◆ Exercise requirements: Wherever a line in the material contains the word "SocketAddr", copy that line.
■ ■ ■ ■
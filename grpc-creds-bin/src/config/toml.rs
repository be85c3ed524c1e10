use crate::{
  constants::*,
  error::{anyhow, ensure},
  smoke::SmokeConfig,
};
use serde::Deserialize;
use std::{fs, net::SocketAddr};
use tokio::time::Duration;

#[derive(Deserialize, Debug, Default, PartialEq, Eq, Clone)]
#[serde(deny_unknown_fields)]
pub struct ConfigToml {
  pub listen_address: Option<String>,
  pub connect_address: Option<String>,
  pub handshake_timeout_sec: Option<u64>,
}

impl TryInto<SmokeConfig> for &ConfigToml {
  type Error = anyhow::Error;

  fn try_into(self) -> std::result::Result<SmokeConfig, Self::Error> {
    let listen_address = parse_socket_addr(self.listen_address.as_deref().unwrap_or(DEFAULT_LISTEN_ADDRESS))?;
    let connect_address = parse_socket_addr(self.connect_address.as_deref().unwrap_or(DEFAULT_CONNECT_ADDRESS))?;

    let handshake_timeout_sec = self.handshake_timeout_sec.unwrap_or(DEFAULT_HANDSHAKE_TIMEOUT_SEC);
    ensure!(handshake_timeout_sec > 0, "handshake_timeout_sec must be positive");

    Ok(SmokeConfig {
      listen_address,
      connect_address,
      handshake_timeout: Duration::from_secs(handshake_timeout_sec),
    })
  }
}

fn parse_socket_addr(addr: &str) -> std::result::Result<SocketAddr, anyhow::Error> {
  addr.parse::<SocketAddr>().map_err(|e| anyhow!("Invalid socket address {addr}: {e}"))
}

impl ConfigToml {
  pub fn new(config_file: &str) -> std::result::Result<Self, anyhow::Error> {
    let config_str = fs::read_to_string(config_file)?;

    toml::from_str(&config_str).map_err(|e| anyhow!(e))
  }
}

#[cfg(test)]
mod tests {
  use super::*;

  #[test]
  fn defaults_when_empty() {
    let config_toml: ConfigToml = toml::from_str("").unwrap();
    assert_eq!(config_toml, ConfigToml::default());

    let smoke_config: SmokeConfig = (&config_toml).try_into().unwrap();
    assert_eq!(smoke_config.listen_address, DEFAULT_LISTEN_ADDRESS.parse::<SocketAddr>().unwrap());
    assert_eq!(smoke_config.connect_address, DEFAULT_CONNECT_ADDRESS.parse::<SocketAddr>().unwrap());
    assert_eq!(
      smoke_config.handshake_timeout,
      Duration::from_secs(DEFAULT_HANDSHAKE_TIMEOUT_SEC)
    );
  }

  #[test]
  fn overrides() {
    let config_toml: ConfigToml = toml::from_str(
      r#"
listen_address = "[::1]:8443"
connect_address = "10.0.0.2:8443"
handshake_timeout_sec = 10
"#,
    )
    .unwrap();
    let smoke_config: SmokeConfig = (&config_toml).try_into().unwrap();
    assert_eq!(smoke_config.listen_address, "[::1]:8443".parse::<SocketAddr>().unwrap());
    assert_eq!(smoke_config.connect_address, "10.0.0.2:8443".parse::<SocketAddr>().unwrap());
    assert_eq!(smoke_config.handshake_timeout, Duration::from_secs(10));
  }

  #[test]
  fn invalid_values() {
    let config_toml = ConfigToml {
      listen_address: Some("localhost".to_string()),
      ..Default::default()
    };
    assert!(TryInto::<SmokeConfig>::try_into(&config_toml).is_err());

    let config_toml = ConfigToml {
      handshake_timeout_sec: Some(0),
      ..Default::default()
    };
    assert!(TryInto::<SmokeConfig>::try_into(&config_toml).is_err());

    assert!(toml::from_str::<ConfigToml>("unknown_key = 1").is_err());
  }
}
■ ■ ■ ■
◆ Response to this exercise:
use std::{fs, net::SocketAddr};
fn parse_socket_addr(addr: &str) -> std::result::Result<SocketAddr, anyhow::Error> {
  addr.parse::<SocketAddr>().map_err(|e| anyhow!("Invalid socket address {addr}: {e}"))
    assert_eq!(smoke_config.listen_address, DEFAULT_LISTEN_ADDRESS.parse::<SocketAddr>().unwrap());
    assert_eq!(smoke_config.connect_address, DEFAULT_CONNECT_ADDRESS.parse::<SocketAddr>().unwrap());
    assert_eq!(smoke_config.listen_address, "[::1]:8443".parse::<SocketAddr>().unwrap());
    assert_eq!(smoke_config.connect_address, "10.0.0.2:8443".parse::<SocketAddr>().unwrap());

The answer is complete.